Collected data entries:
========

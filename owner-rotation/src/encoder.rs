//! Owner-swap call encoding.
//!
//! Layout: `selector || prevOwner || oldOwner || newOwner`, each address in a 32-byte word.

use alloy_primitives::{Address, Bytes};
use owner_rotation_types::{PendingSwap, SENTINEL};

use crate::{
    errors::{DecodeError, RotationError},
    utils::{
        bytes::{read_address_word, read_selector, write_address_word},
        crypto::selector,
    },
};

pub const SWAP_OWNER_SIGNATURE: &str = "swapOwner(address,address,address)";

const SWAP_CALL_LEN: usize = 4 + 32 * 3;

pub fn swap_owner_selector() -> [u8; 4] {
    selector(SWAP_OWNER_SIGNATURE)
}

/// Encode the `swapOwner(prev, old, new)` call for a resolved swap.
pub fn encode_swap_call(swap: &PendingSwap) -> Result<Bytes, RotationError> {
    let reserved = |a: Address| a == Address::ZERO || a == SENTINEL;
    if reserved(swap.outgoing) || reserved(swap.incoming) {
        return Err(RotationError::InvalidAddress(format!(
            "swap references a reserved address: {} -> {}",
            swap.outgoing, swap.incoming
        )));
    }
    if swap.predecessor == swap.outgoing || swap.incoming == swap.outgoing {
        return Err(RotationError::InvalidAddress(format!(
            "inconsistent swap: prev {}, old {}, new {}",
            swap.predecessor, swap.outgoing, swap.incoming
        )));
    }

    let mut buf = Vec::with_capacity(SWAP_CALL_LEN);
    buf.extend_from_slice(&swap_owner_selector());
    write_address_word(&mut buf, swap.predecessor);
    write_address_word(&mut buf, swap.outgoing);
    write_address_word(&mut buf, swap.incoming);
    Ok(Bytes::from(buf))
}

/// Decode `swapOwner` call data back into its triple. Rejects anything not produced by
/// [`encode_swap_call`].
pub fn decode_swap_call(data: &[u8]) -> Result<PendingSwap, DecodeError> {
    let mut i = 0usize;
    let sel = read_selector(data, &mut i)?;
    if sel != swap_owner_selector() {
        return Err(DecodeError::UnknownSelector(sel));
    }
    let predecessor = read_address_word(data, &mut i)?;
    let outgoing = read_address_word(data, &mut i)?;
    let incoming = read_address_word(data, &mut i)?;
    if i != data.len() {
        return Err(DecodeError::TrailingBytes);
    }
    Ok(PendingSwap {
        predecessor,
        outgoing,
        incoming,
    })
}
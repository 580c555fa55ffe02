//! Address parsing for values crossing the trust boundary.
//!
//! Lowercase and uppercase hex are accepted as-is. Mixed-case input must carry a valid
//! EIP-55 checksum. Addresses are always rendered checksummed.

use std::{collections::HashSet, str::FromStr, sync::LazyLock};

use alloy_primitives::Address;
use owner_rotation_types::SENTINEL;
use regex::Regex;

use crate::errors::RotationError;

static ADDRESS_RE: LazyLock<Result<Regex, regex::Error>> =
    LazyLock::new(|| Regex::new(r"^0x[a-fA-F0-9]{40}$"));

/// Parse an externally supplied address string.
pub fn parse_address(raw: &str) -> Result<Address, RotationError> {
    let s = raw.trim();
    let re = ADDRESS_RE
        .as_ref()
        .map_err(|e| RotationError::InvalidAddress(format!("address pattern: {e}")))?;
    if !re.is_match(s) {
        return Err(RotationError::InvalidAddress(format!(
            "{raw:?} is not a 0x-prefixed 20-byte hex address"
        )));
    }

    let body = &s[2..];
    let has_lower = body.chars().any(|c| c.is_ascii_lowercase());
    let has_upper = body.chars().any(|c| c.is_ascii_uppercase());
    if has_lower && has_upper {
        return Address::parse_checksummed(s, None)
            .map_err(|_| RotationError::InvalidAddress(format!("{s} has a bad EIP-55 checksum")));
    }

    Address::from_str(s).map_err(|e| RotationError::InvalidAddress(format!("{s}: {e}")))
}

/// Parse an address that is about to become an owner of `safe`.
///
/// The Safe refuses the zero address, the sentinel and itself as owners.
pub fn validate_new_owner(raw: &str, safe: Address) -> Result<Address, RotationError> {
    let addr = parse_address(raw)?;
    if addr == Address::ZERO || addr == SENTINEL {
        return Err(RotationError::InvalidAddress(format!("{addr} is a reserved address")));
    }
    if addr == safe {
        return Err(RotationError::InvalidAddress(format!(
            "{addr} is the safe itself"
        )));
    }
    Ok(addr)
}

/// Checksummed display form.
pub fn checksummed(addr: Address) -> String {
    addr.to_checksum(None)
}

/// Sanity check an owner list read from chain before anything compares against it.
pub fn check_owner_list(owners: &[Address]) -> Result<(), RotationError> {
    let mut seen = HashSet::with_capacity(owners.len());
    for owner in owners {
        if *owner == Address::ZERO || *owner == SENTINEL {
            return Err(RotationError::RegistryUnavailable(format!(
                "malformed owner list: reserved address {owner}"
            )));
        }
        if !seen.insert(*owner) {
            return Err(RotationError::RegistryUnavailable(format!(
                "malformed owner list: duplicate owner {owner}"
            )));
        }
    }
    Ok(())
}
use std::sync::Arc;

use alloy_primitives::{Address, Bytes, B256, U256};
use async_trait::async_trait;

/// Errors at the chain RPC boundary.
#[derive(Debug, Clone, PartialEq, Eq, thiserror::Error)]
pub enum ChainError {
    /// The endpoint could not be reached or answered with garbage.
    #[error("transport error: {0}")]
    Transport(String),
    /// The caller-supplied deadline expired before the endpoint answered.
    #[error("rpc call timed out")]
    Timeout,
    /// The node answered with an error: a reverted call or a refused transaction.
    #[error("rejected by node: {reason}")]
    Rejected { reason: String },
}

/// Read-only `eth_call` parameters.
#[derive(Clone, Debug, PartialEq, Eq)]
pub struct CallRequest {
    pub from: Option<Address>,
    pub to: Address,
    pub data: Bytes,
}

/// Chain access, implemented over JSON-RPC in production and in memory for tests.
#[async_trait]
pub trait ChainClient: Send + Sync {
    async fn chain_id(&self) -> Result<u64, ChainError>;

    async fn gas_price(&self) -> Result<U256, ChainError>;

    /// Account-level nonce (number of transactions sent by `account`).
    async fn transaction_count(&self, account: Address) -> Result<U256, ChainError>;

    /// Execute a call against the latest state without committing it.
    async fn call(&self, request: &CallRequest) -> Result<Bytes, ChainError>;

    /// Broadcast a signed, RLP-encoded transaction and return its hash.
    async fn send_raw_transaction(&self, raw: Bytes) -> Result<B256, ChainError>;
}

#[async_trait]
impl<T: ChainClient + ?Sized> ChainClient for Arc<T> {
    async fn chain_id(&self) -> Result<u64, ChainError> {
        (**self).chain_id().await
    }

    async fn gas_price(&self) -> Result<U256, ChainError> {
        (**self).gas_price().await
    }

    async fn transaction_count(&self, account: Address) -> Result<U256, ChainError> {
        (**self).transaction_count(account).await
    }

    async fn call(&self, request: &CallRequest) -> Result<Bytes, ChainError> {
        (**self).call(request).await
    }

    async fn send_raw_transaction(&self, raw: Bytes) -> Result<B256, ChainError> {
        (**self).send_raw_transaction(raw).await
    }
}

========

Work order:
Scan the lines above for the word "Regex", then copy each line that has it.

Reply:
use regex::Regex;
static ADDRESS_RE: LazyLock<Result<Regex, regex::Error>> =
    LazyLock::new(|| Regex::new(r"^0x[a-fA-F0-9]{40}$"));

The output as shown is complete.